Your first project


Getting started with your first Quary project should be done in the Visual Studio Code extension. The extension is the best way to get started with Quary, as it provides a lot of helpful features to make your life easier, namely a lovely onboarding experience. Before you can get started though, there are a few things you need to do.

Selecting a database

If you haven't installed it yet, you can find details on how to do so here. Once you have done so, there are a few other requirements to think about before you can get started. Once you have done that, you should open the Visual Studio Code in the folder that you want to create your project in. The folder has to be empty before you get started.

After a successful installation and you have an empty folder, you should be able to run the following command in the command palette QUARY: Initialise project ✨, you can open the command palette by pressing CTRL + SHIFT + P on Windows or CMD + SHIFT + P on Mac. If you haven't signed in yet, you will be prompted to do so.

Once you have done so, you will have to make your first big decision, what type of database do you want to use. For extensive details, see the configuration page, for this example though we will be using BigQuery.

BigQuery configuration

If you click Next, Quary will ask you to sign in to your Google account and copy a code into the extension. This is so that Quary can access your BigQuery projects and datasets.

Choosing a place for your Quary project

Once you are signed in, Quary will retrieve all your projects and datasets and display them. This is the project and dataset where Quary will create the models for your project. You will need to create a project/dataset before you can continue. We recommend you create a new dataset for each project you create and only for Quary.

BigQuery selecting dataset

Importing data

Once you have selected a dataset, you will be asked to import data. This is where you will select the data you want to use for your project. You can select multiple tables, views, and even other projects. None of it needs to be in the same dataset. In fact, we recommend you keep your data in separate datasets to your Quary project. Here you can see our example project where we are pulling data from GitHub through AirByte.

BigQuery selecting dataset

Once you are happy with the data you have selected, you can click Create Project and Quary will create your project.

Your created project

Once you have created your project, you should see the following

It will include all the sources that you have selected as well as the staging models that we recommend you reference in your models rather than the sources directly. With the data imported, you can now start writing your models.

Before you jump into the pieces, let's just have a brief look at the pieces that make up a project. Don't spend to long it as it will all become clear as you go through the examples.

quary.yaml file

The quary.yaml file defines how the project is built, e.g. what sort of database to use and the details to connect to. The default will run the project in memory.

seeds folder

The seeds folder can be used to populate the database with some initial data with information from .csv files. See the examples for the raw data that is uploaded.

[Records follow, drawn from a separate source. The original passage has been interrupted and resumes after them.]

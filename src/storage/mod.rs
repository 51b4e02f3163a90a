use crate::chat::ChatTurn;
use crate::language::Language;
use crate::theme::ThemePreference;
use tracing::warn;

pub mod store;

pub use store::KeyValueStore;

pub const CHAT_HISTORY_KEY: &str = "herotopia_chat_history";
pub const LANGUAGE_KEY: &str = "herotopia_last_language";
pub const THEME_KEY: &str = "herotopia_theme";

/// Best-effort persistence of client state.
///
/// Reads fall back to `None` on any failure and writes report failures only
/// through the log.
#[derive(Debug, Clone)]
pub struct LocalState {
    store: KeyValueStore,
}

impl LocalState {
    pub fn new(store: KeyValueStore) -> Self {
        Self { store }
    }

    fn read(&self, key: &str) -> Option<String> {
        match self.store.get(key) {
            Ok(value) => value,
            Err(err) => {
                warn!(key, error = %err, "failed to read stored value");
                None
            }
        }
    }

    fn write(&self, key: &str, value: &str) {
        if let Err(err) = self.store.set(key, value) {
            warn!(key, error = %err, "failed to store value");
        }
    }

    pub fn load_chat_log(&self) -> Option<Vec<ChatTurn>> {
        let raw = self.read(CHAT_HISTORY_KEY)?;
        match serde_json::from_str(&raw) {
            Ok(turns) => Some(turns),
            Err(err) => {
                warn!(error = %err, "dropping corrupt chat history");
                None
            }
        }
    }

    pub fn save_chat_log(&self, turns: &[ChatTurn]) {
        match serde_json::to_string(turns) {
            Ok(raw) => self.write(CHAT_HISTORY_KEY, &raw),
            Err(err) => warn!(error = %err, "failed to encode chat history"),
        }
    }

    pub fn forget_chat_log(&self) {
        if let Err(err) = self.store.remove(CHAT_HISTORY_KEY) {
            warn!(error = %err, "failed to remove chat history");
        }
    }

    pub fn load_language(&self) -> Option<Language> {
        let raw = self.read(LANGUAGE_KEY)?;
        let language = Language::from_code(&raw);
        if language.is_none() {
            warn!(code = raw.trim(), "ignoring unsupported stored language");
        }
        language
    }

    pub fn save_language(&self, language: Language) {
        self.write(LANGUAGE_KEY, language.code());
    }

    pub fn load_theme(&self) -> Option<ThemePreference> {
        let raw = self.read(THEME_KEY)?;
        ThemePreference::from_code(&raw)
    }

    pub fn save_theme(&self, preference: ThemePreference) {
        self.write(THEME_KEY, preference.code());
    }
}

So that the data can be used in the project, the data is uploaded to the database and then the data is transformed into a model.

models folder

The models folder contains the models that are used to define the data in the project. See the examples for the models that are used in the project. These are views of the underlying data which can be used to reproject the values into something useful.

Models tend to have two components. The first is the SQL which defines the SQL that is used to create the model. The second is a description of the model which is included in project yml files. For example, in the sample project, shifts_by_month is defined as follows and is used to understand the number of shifts by month for each employee.

SELECT
    employee_id,
    strftime('%Y-%m', shift_date) AS shift_month,
    COUNT(*)                     AS total_shifts
FROM q.stg_shifts
GROUP BY employee_id, shift_month

The model uses an underlying model stg_shifts which is defined in the stg_shifts.sql file. With the q. notation models can refer other models in the project.

In addition to the .sql definition, the model also contains information in schema.yml

models:
  - name: shifts_by_month
    description: 'Contains the total number of shifts for each employee by month.'
    columns:
      - name: employee_id
        tests:
          - type: not_null
          - type: relationship
            info:
              model: stg_employees
              column: employee_id
      - name: shift_month
      - name: total_shifts
        tests:
          - type: unique
          - type: gte
            info:
              value: 0

which defines the columns that are in the model and the tests that are run on the model.

tests folder

The tests folder contains SQL tests to be run against your models.